Saved entries:
########################################

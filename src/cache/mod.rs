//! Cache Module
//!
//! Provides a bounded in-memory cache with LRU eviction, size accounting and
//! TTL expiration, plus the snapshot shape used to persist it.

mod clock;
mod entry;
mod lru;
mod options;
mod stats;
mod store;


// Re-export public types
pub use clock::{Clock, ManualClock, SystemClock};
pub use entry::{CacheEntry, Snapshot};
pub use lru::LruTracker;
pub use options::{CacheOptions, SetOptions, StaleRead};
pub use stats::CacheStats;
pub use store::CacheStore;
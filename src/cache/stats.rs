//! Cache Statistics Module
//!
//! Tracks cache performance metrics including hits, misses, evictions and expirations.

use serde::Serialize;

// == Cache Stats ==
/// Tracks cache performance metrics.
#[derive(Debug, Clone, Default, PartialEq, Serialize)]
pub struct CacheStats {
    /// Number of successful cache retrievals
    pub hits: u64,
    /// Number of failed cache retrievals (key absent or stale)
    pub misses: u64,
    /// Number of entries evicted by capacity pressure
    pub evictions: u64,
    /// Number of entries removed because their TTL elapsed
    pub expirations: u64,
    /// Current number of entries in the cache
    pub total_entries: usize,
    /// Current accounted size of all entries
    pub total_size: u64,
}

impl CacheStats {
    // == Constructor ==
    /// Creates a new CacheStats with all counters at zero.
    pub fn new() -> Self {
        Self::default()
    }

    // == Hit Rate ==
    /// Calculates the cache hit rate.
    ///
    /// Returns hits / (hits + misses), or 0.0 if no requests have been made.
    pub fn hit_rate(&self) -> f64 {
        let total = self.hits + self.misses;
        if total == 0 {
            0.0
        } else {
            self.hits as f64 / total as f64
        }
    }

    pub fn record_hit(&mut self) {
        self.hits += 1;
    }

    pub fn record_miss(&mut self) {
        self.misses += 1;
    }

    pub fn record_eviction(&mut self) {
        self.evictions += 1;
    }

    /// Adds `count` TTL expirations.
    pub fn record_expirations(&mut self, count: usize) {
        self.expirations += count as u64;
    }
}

########################################

Your assignment: Repeat the data above, word for word.

Result for this exercise:
filename src/cache/mod.rs
//! Cache Module
//!
//! Provides a bounded in-memory cache with LRU eviction, size accounting and
//! TTL expiration, plus the snapshot shape used to persist it.

mod clock;
mod entry;
mod lru;
mod options;
mod stats;
mod store;


// Re-export public types
pub use clock::{Clock, ManualClock, SystemClock};
pub use entry::{CacheEntry, Snapshot};
pub use lru::LruTracker;
pub use options::{CacheOptions, SetOptions, StaleRead};
pub use stats::CacheStats;
pub use store::CacheStore;
filename src/cache/stats.rs
//! Cache Statistics Module
//!
//! Tracks cache performance metrics including hits, misses, evictions and expirations.

use serde::Serialize;

// == Cache Stats ==
/// Tracks cache performance metrics.
#[derive(Debug, Clone, Default, PartialEq, Serialize)]
pub struct CacheStats {
    /// Number of successful cache retrievals
    pub hits: u64,
    /// Number of failed cache retrievals (key absent or stale)
    pub misses: u64,
    /// Number of entries evicted by capacity pressure
    pub evictions: u64,
    /// Number of entries removed because their TTL elapsed
    pub expirations: u64,
    /// Current number of entries in the cache
    pub total_entries: usize,
    /// Current accounted size of all entries
    pub total_size: u64,
}

impl CacheStats {
    // == Constructor ==
    /// Creates a new CacheStats with all counters at zero.
    pub fn new() -> Self {
        Self::default()
    }

    // == Hit Rate ==
    /// Calculates the cache hit rate.
    ///
    /// Returns hits / (hits + misses), or 0.0 if no requests have been made.
    pub fn hit_rate(&self) -> f64 {
        let total = self.hits + self.misses;
        if total == 0 {
            0.0
        } else {
            self.hits as f64 / total as f64
        }
    }

    pub fn record_hit(&mut self) {
        self.hits += 1;
    }

    pub fn record_miss(&mut self) {
        self.misses += 1;
    }

    pub fn record_eviction(&mut self) {
        self.evictions += 1;
    }

    /// Adds `count` TTL expirations.
    pub fn record_expirations(&mut self, count: usize) {
        self.expirations += count as u64;
    }
}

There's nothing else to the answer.